[Collected data entries]
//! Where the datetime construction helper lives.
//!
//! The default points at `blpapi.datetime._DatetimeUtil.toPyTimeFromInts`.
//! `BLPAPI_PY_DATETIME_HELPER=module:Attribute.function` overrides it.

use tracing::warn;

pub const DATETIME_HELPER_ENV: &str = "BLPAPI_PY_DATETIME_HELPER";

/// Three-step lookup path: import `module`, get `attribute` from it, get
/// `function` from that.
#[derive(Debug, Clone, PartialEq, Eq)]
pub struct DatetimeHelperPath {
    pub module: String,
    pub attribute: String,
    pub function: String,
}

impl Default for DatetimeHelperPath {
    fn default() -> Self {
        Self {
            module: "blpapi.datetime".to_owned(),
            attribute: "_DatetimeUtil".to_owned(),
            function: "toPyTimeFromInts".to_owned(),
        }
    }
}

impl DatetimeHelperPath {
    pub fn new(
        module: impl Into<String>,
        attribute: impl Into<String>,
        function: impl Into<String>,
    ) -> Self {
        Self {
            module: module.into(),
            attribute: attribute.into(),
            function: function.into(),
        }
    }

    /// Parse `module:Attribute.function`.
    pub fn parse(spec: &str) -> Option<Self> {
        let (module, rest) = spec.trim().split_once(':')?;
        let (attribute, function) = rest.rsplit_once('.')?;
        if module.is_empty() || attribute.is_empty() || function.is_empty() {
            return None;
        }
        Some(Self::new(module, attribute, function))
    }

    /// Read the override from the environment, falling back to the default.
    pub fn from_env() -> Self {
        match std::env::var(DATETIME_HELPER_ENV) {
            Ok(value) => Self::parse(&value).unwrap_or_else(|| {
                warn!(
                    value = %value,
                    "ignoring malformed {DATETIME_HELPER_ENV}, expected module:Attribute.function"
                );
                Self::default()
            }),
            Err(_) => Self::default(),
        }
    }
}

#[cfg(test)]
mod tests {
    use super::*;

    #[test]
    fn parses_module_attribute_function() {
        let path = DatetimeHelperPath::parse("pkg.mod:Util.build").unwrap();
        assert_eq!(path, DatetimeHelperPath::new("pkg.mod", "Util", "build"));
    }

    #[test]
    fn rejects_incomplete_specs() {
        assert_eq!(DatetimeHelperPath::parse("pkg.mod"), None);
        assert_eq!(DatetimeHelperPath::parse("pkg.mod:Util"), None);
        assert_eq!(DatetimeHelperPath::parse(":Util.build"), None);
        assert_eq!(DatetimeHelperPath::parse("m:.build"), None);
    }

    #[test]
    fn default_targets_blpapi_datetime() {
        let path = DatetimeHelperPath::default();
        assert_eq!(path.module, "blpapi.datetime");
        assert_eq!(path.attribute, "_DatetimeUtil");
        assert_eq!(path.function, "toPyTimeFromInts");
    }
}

---

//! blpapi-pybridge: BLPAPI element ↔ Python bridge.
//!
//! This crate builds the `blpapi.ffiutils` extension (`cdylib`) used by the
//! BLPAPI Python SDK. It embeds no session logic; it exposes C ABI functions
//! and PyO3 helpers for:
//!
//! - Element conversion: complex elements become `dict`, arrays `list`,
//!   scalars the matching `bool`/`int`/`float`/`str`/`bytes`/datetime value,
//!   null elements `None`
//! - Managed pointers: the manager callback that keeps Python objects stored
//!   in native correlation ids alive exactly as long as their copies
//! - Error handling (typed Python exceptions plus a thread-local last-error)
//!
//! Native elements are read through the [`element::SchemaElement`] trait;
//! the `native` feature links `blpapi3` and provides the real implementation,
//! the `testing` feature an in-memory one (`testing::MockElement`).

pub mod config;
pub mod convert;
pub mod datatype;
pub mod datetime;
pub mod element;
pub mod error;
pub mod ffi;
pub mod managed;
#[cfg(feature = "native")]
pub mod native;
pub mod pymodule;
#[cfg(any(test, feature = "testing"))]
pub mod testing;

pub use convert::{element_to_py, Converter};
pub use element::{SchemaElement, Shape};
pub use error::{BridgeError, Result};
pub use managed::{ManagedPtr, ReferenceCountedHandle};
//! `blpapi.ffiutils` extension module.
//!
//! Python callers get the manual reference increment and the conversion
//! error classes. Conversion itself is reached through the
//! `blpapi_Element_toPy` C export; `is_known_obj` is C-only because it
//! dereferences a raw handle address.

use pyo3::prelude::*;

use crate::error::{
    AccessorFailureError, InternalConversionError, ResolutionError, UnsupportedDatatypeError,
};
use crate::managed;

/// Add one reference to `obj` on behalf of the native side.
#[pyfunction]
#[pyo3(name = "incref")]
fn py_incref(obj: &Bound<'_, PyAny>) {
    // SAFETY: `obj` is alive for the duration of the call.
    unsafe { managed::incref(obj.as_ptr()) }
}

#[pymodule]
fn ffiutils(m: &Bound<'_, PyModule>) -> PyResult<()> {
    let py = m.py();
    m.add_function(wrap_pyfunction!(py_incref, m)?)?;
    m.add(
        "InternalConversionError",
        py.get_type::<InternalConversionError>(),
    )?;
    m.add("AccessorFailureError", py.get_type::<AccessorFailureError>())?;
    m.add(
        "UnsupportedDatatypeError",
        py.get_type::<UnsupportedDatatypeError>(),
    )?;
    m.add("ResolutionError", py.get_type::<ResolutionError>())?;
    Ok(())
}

- _Exercise details_
Whenever the string "rest" shows up in a line of the records, copy that line.

- _Reply_
        let (module, rest) = spec.trim().split_once(':')?;
        let (attribute, function) = rest.rsplit_once('.')?;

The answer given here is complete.